TASK DETAILS – Please set down the entries below once more, exactly.

EXTRACTED ENTRIES –
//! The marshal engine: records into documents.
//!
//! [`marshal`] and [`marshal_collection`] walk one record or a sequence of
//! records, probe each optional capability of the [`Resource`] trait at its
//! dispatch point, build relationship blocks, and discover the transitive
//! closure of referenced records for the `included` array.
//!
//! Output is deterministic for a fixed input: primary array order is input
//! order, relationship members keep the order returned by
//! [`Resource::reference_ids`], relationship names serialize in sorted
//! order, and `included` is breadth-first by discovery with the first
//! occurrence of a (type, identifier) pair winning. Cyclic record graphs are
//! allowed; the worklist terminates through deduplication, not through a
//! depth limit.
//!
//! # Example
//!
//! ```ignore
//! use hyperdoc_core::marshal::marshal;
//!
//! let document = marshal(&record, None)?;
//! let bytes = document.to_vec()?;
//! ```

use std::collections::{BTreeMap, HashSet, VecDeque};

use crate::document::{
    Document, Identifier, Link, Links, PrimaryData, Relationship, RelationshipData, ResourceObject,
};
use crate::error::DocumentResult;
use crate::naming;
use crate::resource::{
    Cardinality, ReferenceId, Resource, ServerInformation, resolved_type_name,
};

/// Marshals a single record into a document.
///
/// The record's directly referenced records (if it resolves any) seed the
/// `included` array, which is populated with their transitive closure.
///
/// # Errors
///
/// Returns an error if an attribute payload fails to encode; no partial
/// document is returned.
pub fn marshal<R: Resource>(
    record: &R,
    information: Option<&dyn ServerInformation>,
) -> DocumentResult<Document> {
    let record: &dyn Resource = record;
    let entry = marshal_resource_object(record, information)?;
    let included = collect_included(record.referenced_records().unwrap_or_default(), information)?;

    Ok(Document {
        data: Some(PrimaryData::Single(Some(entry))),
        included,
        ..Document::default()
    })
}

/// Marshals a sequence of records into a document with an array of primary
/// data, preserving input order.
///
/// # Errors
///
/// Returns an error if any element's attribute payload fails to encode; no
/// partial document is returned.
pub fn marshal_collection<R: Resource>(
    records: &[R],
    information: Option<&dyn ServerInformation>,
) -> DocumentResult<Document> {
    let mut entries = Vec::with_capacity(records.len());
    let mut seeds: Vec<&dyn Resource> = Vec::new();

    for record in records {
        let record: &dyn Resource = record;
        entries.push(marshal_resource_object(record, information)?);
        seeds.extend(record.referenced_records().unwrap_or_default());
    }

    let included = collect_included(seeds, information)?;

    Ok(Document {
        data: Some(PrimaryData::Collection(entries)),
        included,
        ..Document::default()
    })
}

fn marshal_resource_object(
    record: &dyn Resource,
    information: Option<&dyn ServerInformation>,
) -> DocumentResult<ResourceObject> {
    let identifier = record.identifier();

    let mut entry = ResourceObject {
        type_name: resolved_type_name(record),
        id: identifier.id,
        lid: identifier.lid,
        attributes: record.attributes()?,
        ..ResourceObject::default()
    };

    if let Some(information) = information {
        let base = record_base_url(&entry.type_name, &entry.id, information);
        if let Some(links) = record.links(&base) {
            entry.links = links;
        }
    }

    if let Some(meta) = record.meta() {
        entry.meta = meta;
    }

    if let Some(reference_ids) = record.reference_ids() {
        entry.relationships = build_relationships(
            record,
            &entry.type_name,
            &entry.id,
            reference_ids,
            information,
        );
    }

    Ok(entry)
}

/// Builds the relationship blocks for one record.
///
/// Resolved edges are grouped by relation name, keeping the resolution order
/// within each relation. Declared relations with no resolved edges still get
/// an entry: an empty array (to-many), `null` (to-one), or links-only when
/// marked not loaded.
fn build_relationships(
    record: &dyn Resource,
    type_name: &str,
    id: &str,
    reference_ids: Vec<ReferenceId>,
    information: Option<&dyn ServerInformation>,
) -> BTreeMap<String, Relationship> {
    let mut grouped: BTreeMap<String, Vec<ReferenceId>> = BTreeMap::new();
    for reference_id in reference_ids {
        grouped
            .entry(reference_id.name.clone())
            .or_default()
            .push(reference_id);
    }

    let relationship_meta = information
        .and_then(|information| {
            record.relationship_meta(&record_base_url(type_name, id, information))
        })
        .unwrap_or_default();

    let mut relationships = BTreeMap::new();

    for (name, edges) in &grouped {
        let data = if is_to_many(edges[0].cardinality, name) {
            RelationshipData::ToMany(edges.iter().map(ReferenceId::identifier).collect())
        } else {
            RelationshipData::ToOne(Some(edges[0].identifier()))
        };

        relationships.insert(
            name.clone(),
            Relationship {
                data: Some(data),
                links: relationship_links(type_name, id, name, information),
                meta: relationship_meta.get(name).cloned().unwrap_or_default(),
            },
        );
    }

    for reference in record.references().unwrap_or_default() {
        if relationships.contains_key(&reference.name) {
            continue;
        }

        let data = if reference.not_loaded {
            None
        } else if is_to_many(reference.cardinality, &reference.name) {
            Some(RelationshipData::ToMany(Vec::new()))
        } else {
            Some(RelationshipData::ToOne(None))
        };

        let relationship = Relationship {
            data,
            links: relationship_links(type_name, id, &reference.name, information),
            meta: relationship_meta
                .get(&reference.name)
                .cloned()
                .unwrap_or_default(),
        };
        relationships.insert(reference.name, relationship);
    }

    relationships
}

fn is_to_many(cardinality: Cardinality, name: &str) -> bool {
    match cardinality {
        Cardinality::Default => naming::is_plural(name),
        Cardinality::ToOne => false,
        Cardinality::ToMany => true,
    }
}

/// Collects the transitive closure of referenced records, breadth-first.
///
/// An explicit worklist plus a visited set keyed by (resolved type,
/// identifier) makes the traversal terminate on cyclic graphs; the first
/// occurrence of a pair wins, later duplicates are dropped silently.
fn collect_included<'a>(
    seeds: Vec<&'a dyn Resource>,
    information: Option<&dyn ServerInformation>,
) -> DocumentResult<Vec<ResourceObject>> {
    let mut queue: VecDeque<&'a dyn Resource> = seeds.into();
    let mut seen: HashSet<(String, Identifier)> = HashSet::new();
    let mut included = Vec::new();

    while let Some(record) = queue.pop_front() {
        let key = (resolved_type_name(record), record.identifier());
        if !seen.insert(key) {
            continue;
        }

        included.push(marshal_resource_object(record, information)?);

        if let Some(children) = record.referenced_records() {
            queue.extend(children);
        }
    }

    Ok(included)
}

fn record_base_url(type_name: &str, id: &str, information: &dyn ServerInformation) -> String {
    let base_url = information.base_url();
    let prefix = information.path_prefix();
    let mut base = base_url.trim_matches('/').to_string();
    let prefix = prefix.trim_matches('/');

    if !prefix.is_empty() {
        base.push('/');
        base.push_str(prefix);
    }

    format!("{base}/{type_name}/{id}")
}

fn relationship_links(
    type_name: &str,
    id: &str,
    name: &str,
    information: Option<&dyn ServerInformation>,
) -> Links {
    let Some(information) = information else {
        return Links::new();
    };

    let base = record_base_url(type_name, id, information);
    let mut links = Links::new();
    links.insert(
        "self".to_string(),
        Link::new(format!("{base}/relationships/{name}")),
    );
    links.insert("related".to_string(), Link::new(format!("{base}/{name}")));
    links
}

RESPONSE TO THIS TASK –
//! The marshal engine: records into documents.
//!
//! [`marshal`] and [`marshal_collection`] walk one record or a sequence of
//! records, probe each optional capability of the [`Resource`] trait at its
//! dispatch point, build relationship blocks, and discover the transitive
//! closure of referenced records for the `included` array.
//!
//! Output is deterministic for a fixed input: primary array order is input
//! order, relationship members keep the order returned by
//! [`Resource::reference_ids`], relationship names serialize in sorted
//! order, and `included` is breadth-first by discovery with the first
//! occurrence of a (type, identifier) pair winning. Cyclic record graphs are
//! allowed; the worklist terminates through deduplication, not through a
//! depth limit.
//!
//! # Example
//!
//! ```ignore
//! use hyperdoc_core::marshal::marshal;
//!
//! let document = marshal(&record, None)?;
//! let bytes = document.to_vec()?;
//! ```

use std::collections::{BTreeMap, HashSet, VecDeque};

use crate::document::{
    Document, Identifier, Link, Links, PrimaryData, Relationship, RelationshipData, ResourceObject,
};
use crate::error::DocumentResult;
use crate::naming;
use crate::resource::{
    Cardinality, ReferenceId, Resource, ServerInformation, resolved_type_name,
};

/// Marshals a single record into a document.
///
/// The record's directly referenced records (if it resolves any) seed the
/// `included` array, which is populated with their transitive closure.
///
/// # Errors
///
/// Returns an error if an attribute payload fails to encode; no partial
/// document is returned.
pub fn marshal<R: Resource>(
    record: &R,
    information: Option<&dyn ServerInformation>,
) -> DocumentResult<Document> {
    let record: &dyn Resource = record;
    let entry = marshal_resource_object(record, information)?;
    let included = collect_included(record.referenced_records().unwrap_or_default(), information)?;

    Ok(Document {
        data: Some(PrimaryData::Single(Some(entry))),
        included,
        ..Document::default()
    })
}

/// Marshals a sequence of records into a document with an array of primary
/// data, preserving input order.
///
/// # Errors
///
/// Returns an error if any element's attribute payload fails to encode; no
/// partial document is returned.
pub fn marshal_collection<R: Resource>(
    records: &[R],
    information: Option<&dyn ServerInformation>,
) -> DocumentResult<Document> {
    let mut entries = Vec::with_capacity(records.len());
    let mut seeds: Vec<&dyn Resource> = Vec::new();

    for record in records {
        let record: &dyn Resource = record;
        entries.push(marshal_resource_object(record, information)?);
        seeds.extend(record.referenced_records().unwrap_or_default());
    }

    let included = collect_included(seeds, information)?;

    Ok(Document {
        data: Some(PrimaryData::Collection(entries)),
        included,
        ..Document::default()
    })
}

fn marshal_resource_object(
    record: &dyn Resource,
    information: Option<&dyn ServerInformation>,
) -> DocumentResult<ResourceObject> {
    let identifier = record.identifier();

    let mut entry = ResourceObject {
        type_name: resolved_type_name(record),
        id: identifier.id,
        lid: identifier.lid,
        attributes: record.attributes()?,
        ..ResourceObject::default()
    };

    if let Some(information) = information {
        let base = record_base_url(&entry.type_name, &entry.id, information);
        if let Some(links) = record.links(&base) {
            entry.links = links;
        }
    }

    if let Some(meta) = record.meta() {
        entry.meta = meta;
    }

    if let Some(reference_ids) = record.reference_ids() {
        entry.relationships = build_relationships(
            record,
            &entry.type_name,
            &entry.id,
            reference_ids,
            information,
        );
    }

    Ok(entry)
}

/// Builds the relationship blocks for one record.
///
/// Resolved edges are grouped by relation name, keeping the resolution order
/// within each relation. Declared relations with no resolved edges still get
/// an entry: an empty array (to-many), `null` (to-one), or links-only when
/// marked not loaded.
fn build_relationships(
    record: &dyn Resource,
    type_name: &str,
    id: &str,
    reference_ids: Vec<ReferenceId>,
    information: Option<&dyn ServerInformation>,
) -> BTreeMap<String, Relationship> {
    let mut grouped: BTreeMap<String, Vec<ReferenceId>> = BTreeMap::new();
    for reference_id in reference_ids {
        grouped
            .entry(reference_id.name.clone())
            .or_default()
            .push(reference_id);
    }

    let relationship_meta = information
        .and_then(|information| {
            record.relationship_meta(&record_base_url(type_name, id, information))
        })
        .unwrap_or_default();

    let mut relationships = BTreeMap::new();

    for (name, edges) in &grouped {
        let data = if is_to_many(edges[0].cardinality, name) {
            RelationshipData::ToMany(edges.iter().map(ReferenceId::identifier).collect())
        } else {
            RelationshipData::ToOne(Some(edges[0].identifier()))
        };

        relationships.insert(
            name.clone(),
            Relationship {
                data: Some(data),
                links: relationship_links(type_name, id, name, information),
                meta: relationship_meta.get(name).cloned().unwrap_or_default(),
            },
        );
    }

    for reference in record.references().unwrap_or_default() {
        if relationships.contains_key(&reference.name) {
            continue;
        }

        let data = if reference.not_loaded {
            None
        } else if is_to_many(reference.cardinality, &reference.name) {
            Some(RelationshipData::ToMany(Vec::new()))
        } else {
            Some(RelationshipData::ToOne(None))
        };

        let relationship = Relationship {
            data,
            links: relationship_links(type_name, id, &reference.name, information),
            meta: relationship_meta
                .get(&reference.name)
                .cloned()
                .unwrap_or_default(),
        };
        relationships.insert(reference.name, relationship);
    }

    relationships
}

fn is_to_many(cardinality: Cardinality, name: &str) -> bool {
    match cardinality {
        Cardinality::Default => naming::is_plural(name),
        Cardinality::ToOne => false,
        Cardinality::ToMany => true,
    }
}

/// Collects the transitive closure of referenced records, breadth-first.
///
/// An explicit worklist plus a visited set keyed by (resolved type,
/// identifier) makes the traversal terminate on cyclic graphs; the first
/// occurrence of a pair wins, later duplicates are dropped silently.
fn collect_included<'a>(
    seeds: Vec<&'a dyn Resource>,
    information: Option<&dyn ServerInformation>,
) -> DocumentResult<Vec<ResourceObject>> {
    let mut queue: VecDeque<&'a dyn Resource> = seeds.into();
    let mut seen: HashSet<(String, Identifier)> = HashSet::new();
    let mut included = Vec::new();

    while let Some(record) = queue.pop_front() {
        let key = (resolved_type_name(record), record.identifier());
        if !seen.insert(key) {
            continue;
        }

        included.push(marshal_resource_object(record, information)?);

        if let Some(children) = record.referenced_records() {
            queue.extend(children);
        }
    }

    Ok(included)
}

fn record_base_url(type_name: &str, id: &str, information: &dyn ServerInformation) -> String {
    let base_url = information.base_url();
    let prefix = information.path_prefix();
    let mut base = base_url.trim_matches('/').to_string();
    let prefix = prefix.trim_matches('/');

    if !prefix.is_empty() {
        base.push('/');
        base.push_str(prefix);
    }

    format!("{base}/{type_name}/{id}")
}

fn relationship_links(
    type_name: &str,
    id: &str,
    name: &str,
    information: Option<&dyn ServerInformation>,
) -> Links {
    let Some(information) = information else {
        return Links::new();
    };

    let base = record_base_url(type_name, id, information);
    let mut links = Links::new();
    links.insert(
        "self".to_string(),
        Link::new(format!("{base}/relationships/{name}")),
    );
    links.insert("related".to_string(), Link::new(format!("{base}/{name}")));
    links
}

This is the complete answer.